Du côté de la demande, les investisseurs se montrent plus sélectifs. Les entreprises de secteurs tels que la construction mécanique et l’agriculture qui devraient figurer parmi les morceaux de choix en raison de leur notation ou de leur rareté, n’ont parfois pas gagné de terrain du fait de la sensibilité croissante du marché à des facteurs tels que le volume des émissions, les notations ainsi que de réserves concernant l’environnement et la gouvernance.

Malgré la capacité du Covid à s’affranchir des frontières, la diversification géographique constitue toujours un atout pour les entreprises. Tous les fabricants de denrées alimentaires et de boissons sont sous pression à cause des confinements en Chine, mais ceux qui bénéficient d’une implantation élargie avec une série de sites mondiaux, p. ex. la chaîne de potées Haidilao Holding International, peuvent tirer le meilleur avantage de la gestion disparate de la pandémie en Asie.
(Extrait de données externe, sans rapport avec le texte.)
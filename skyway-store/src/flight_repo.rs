use async_trait::async_trait;
use chrono::{DateTime, Utc};
use skyway_core::BoxError;
use skyway_flight::models::{Flight, NewFlight};
use skyway_flight::repository::FlightRepository;
use skyway_shared::{PageQuery, PagedResult};
use sqlx::PgPool;

use crate::sql::{like_pattern, page_clause, unique_as_duplicate};

const COLUMNS: &str = "id, flight_number, price, flight_status, flight_date, departure_date, \
    departure_airport_id, aircraft_id, arrive_date, arrive_airport_id, duration_minutes, created_at";

const SEARCH: &str = "($1::text IS NULL OR flight_number ILIKE $1)";

pub struct PostgresFlightRepository {
    pool: PgPool,
}

impl PostgresFlightRepository {
    pub fn new(pool: PgPool) -> Self {
        Self { pool }
    }
}

#[derive(sqlx::FromRow)]
struct FlightRow {
    id: i64,
    flight_number: String,
    price: f64,
    flight_status: String,
    flight_date: DateTime<Utc>,
    departure_date: DateTime<Utc>,
    departure_airport_id: i64,
    aircraft_id: i64,
    arrive_date: DateTime<Utc>,
    arrive_airport_id: i64,
    duration_minutes: i32,
    created_at: DateTime<Utc>,
}

impl TryFrom<FlightRow> for Flight {
    type Error = BoxError;

    fn try_from(row: FlightRow) -> Result<Self, Self::Error> {
        Ok(Flight {
            id: row.id,
            flight_number: row.flight_number,
            price: row.price,
            flight_status: row.flight_status.parse()?,
            flight_date: row.flight_date,
            departure_date: row.departure_date,
            departure_airport_id: row.departure_airport_id,
            aircraft_id: row.aircraft_id,
            arrive_date: row.arrive_date,
            arrive_airport_id: row.arrive_airport_id,
            duration_minutes: row.duration_minutes,
            created_at: row.created_at,
        })
    }
}

fn sort_column(order_by: &str) -> &'static str {
    match order_by {
        "flightNumber" => "flight_number",
        "price" => "price",
        "flightDate" => "flight_date",
        _ => "id",
    }
}

#[async_trait]
impl FlightRepository for PostgresFlightRepository {
    async fn create_flight(&self, flight: NewFlight) -> Result<Flight, BoxError> {
        let sql = format!(
            "INSERT INTO flights (flight_number, price, flight_status, flight_date, departure_date, \
             departure_airport_id, aircraft_id, arrive_date, arrive_airport_id, duration_minutes) \
             VALUES ($1, $2, $3, $4, $5, $6, $7, $8, $9, $10) RETURNING {COLUMNS}"
        );
        let row = sqlx::query_as::<_, FlightRow>(&sql)
            .bind(&flight.flight_number)
            .bind(flight.price)
            .bind(flight.flight_status.as_str())
            .bind(flight.flight_date)
            .bind(flight.departure_date)
            .bind(flight.departure_airport_id)
            .bind(flight.aircraft_id)
            .bind(flight.arrive_date)
            .bind(flight.arrive_airport_id)
            .bind(flight.duration_minutes)
            .fetch_one(&self.pool)
            .await
            .map_err(unique_as_duplicate(flight.flight_number.clone()))?;

        row.try_into()
    }

    async fn find_flight_by_number(&self, flight_number: &str) -> Result<Option<Flight>, BoxError> {
        let sql = format!("SELECT {COLUMNS} FROM flights WHERE flight_number = $1");
        let row = sqlx::query_as::<_, FlightRow>(&sql)
            .bind(flight_number)
            .fetch_optional(&self.pool)
            .await?;
        row.map(Flight::try_from).transpose()
    }

    async fn find_flight_by_id(&self, id: i64) -> Result<Option<Flight>, BoxError> {
        let sql = format!("SELECT {COLUMNS} FROM flights WHERE id = $1");
        let row = sqlx::query_as::<_, FlightRow>(&sql)
            .bind(id)
            .fetch_optional(&self.pool)
            .await?;
        row.map(Flight::try_from).transpose()
    }

    async fn find_flights(&self, query: &PageQuery) -> Result<PagedResult<Flight>, BoxError> {
        let pattern = like_pattern(query);

        let total: i64 = sqlx::query_scalar(&format!("SELECT COUNT(*) FROM flights WHERE {SEARCH}"))
            .bind(&pattern)
            .fetch_one(&self.pool)
            .await?;

        let sql = format!(
            "SELECT {COLUMNS} FROM flights WHERE {SEARCH} {}",
            page_clause(sort_column(&query.order_by), query)
        );
        let rows = sqlx::query_as::<_, FlightRow>(&sql)
            .bind(&pattern)
            .fetch_all(&self.pool)
            .await?;

        Ok(PagedResult {
            items: rows.into_iter().map(Flight::try_from).collect::<Result<_, _>>()?,
            total: total as u64,
        })
    }
}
A long terme, de nouveaux modèles de chaînes logistiques mondiales autour d’une industrie réorganisée des semi-conducteurs voient le jour. Tout comme l’apparition de TSMC comme pur leader du marché il y a environ trois décennies a ébranlé l’ancien modèle des entreprises technologiques qui possédaient leurs fonderies, les chocs récents en matière d’approvisionnements marquent de nouveaux la structure moderne des livraisons technologiques. Les entreprises qui fabriquent des produits basés sur une connectivité croissante des appareils techniques, telles que Tesla et le géant de la technologie de consommation Midea Group, usent de leur influence pour engager de plus en plus d’ingénieurs ayant des connaissances techniques et des connexions avec TSMC et pour mettre à profit la culture de longue date d’étroite collaboration du géant taïwanais avec ses clients pour produire leurs propres microprocesseurs.

Il est évident que pour bon nombre des meilleurs fabricants les pénuries d’approvisionnement ne signifient pas la fin de la mondialisation, mais plutôt un doublement de leur prochaine itération, lorsque les chaînes de livraison seront redessinées.